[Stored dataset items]
++++++++
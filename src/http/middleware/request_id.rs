//! Request ID propagation.

use axum::http::{HeaderName, HeaderValue};
use uuid::Uuid;

use crate::http::{Request, Response};
use crate::routing::{Advance, Middleware};

pub const X_REQUEST_ID: HeaderName = HeaderName::from_static("x-request-id");

/// The ID assigned to the current request, stored as a request extension.
#[derive(Debug, Clone, PartialEq, Eq)]
pub struct RequestId(pub String);

/// Reuse the caller's `x-request-id` or generate a UUID v4, expose it to later
/// entries and echo it on the response.
pub fn request_id() -> impl Middleware {
    |req: Request, res: Response, next: Advance| async move {
        let id = req
            .header(X_REQUEST_ID.as_str())
            .filter(|id| !id.is_empty())
            .map(str::to_string)
            .unwrap_or_else(|| Uuid::new_v4().to_string());

        if let Ok(value) = HeaderValue::from_str(&id) {
            res.set_header(X_REQUEST_ID, value);
        }
        req.insert_extension(RequestId(id));
        next.advance()
    }
}

#[cfg(test)]
mod tests {
    use super::*;
    use crate::routing::Flow;
    use axum::http::{HeaderMap, Method};

    #[tokio::test]
    async fn test_generates_id() {
        let req = Request::builder(Method::GET, "/").build();
        let res = Response::new();

        let flow = request_id().call(req.clone(), res.clone(), Advance::new()).await;

        assert_eq!(flow, Flow::Continue);
        let RequestId(id) = req.extension::<RequestId>().unwrap();
        assert!(Uuid::parse_str(&id).is_ok());
        assert_eq!(res.header(&X_REQUEST_ID).unwrap(), id.as_str());
    }

    #[tokio::test]
    async fn test_reuses_incoming_id() {
        let mut headers = HeaderMap::new();
        headers.insert(X_REQUEST_ID, HeaderValue::from_static("abc-123"));
        let req = Request::builder(Method::GET, "/").headers(headers).build();
        let res = Response::new();

        request_id().call(req.clone(), res.clone(), Advance::new()).await;

        assert_eq!(req.extension::<RequestId>(), Some(RequestId("abc-123".into())));
        assert_eq!(res.header(&X_REQUEST_ID).unwrap(), "abc-123");
    }
}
++++++++
Return every line of the data unchanged.

## Response to this task
filename src/http/middleware/request_id.rs
//! Request ID propagation.

use axum::http::{HeaderName, HeaderValue};
use uuid::Uuid;

use crate::http::{Request, Response};
use crate::routing::{Advance, Middleware};

pub const X_REQUEST_ID: HeaderName = HeaderName::from_static("x-request-id");

/// The ID assigned to the current request, stored as a request extension.
#[derive(Debug, Clone, PartialEq, Eq)]
pub struct RequestId(pub String);

/// Reuse the caller's `x-request-id` or generate a UUID v4, expose it to later
/// entries and echo it on the response.
pub fn request_id() -> impl Middleware {
    |req: Request, res: Response, next: Advance| async move {
        let id = req
            .header(X_REQUEST_ID.as_str())
            .filter(|id| !id.is_empty())
            .map(str::to_string)
            .unwrap_or_else(|| Uuid::new_v4().to_string());

        if let Ok(value) = HeaderValue::from_str(&id) {
            res.set_header(X_REQUEST_ID, value);
        }
        req.insert_extension(RequestId(id));
        next.advance()
    }
}

#[cfg(test)]
mod tests {
    use super::*;
    use crate::routing::Flow;
    use axum::http::{HeaderMap, Method};

    #[tokio::test]
    async fn test_generates_id() {
        let req = Request::builder(Method::GET, "/").build();
        let res = Response::new();

        let flow = request_id().call(req.clone(), res.clone(), Advance::new()).await;

        assert_eq!(flow, Flow::Continue);
        let RequestId(id) = req.extension::<RequestId>().unwrap();
        assert!(Uuid::parse_str(&id).is_ok());
        assert_eq!(res.header(&X_REQUEST_ID).unwrap(), id.as_str());
    }

    #[tokio::test]
    async fn test_reuses_incoming_id() {
        let mut headers = HeaderMap::new();
        headers.insert(X_REQUEST_ID, HeaderValue::from_static("abc-123"));
        let req = Request::builder(Method::GET, "/").headers(headers).build();
        let res = Response::new();

        request_id().call(req.clone(), res.clone(), Advance::new()).await;

        assert_eq!(req.extension::<RequestId>(), Some(RequestId("abc-123".into())));
        assert_eq!(res.header(&X_REQUEST_ID).unwrap(), "abc-123");
    }
}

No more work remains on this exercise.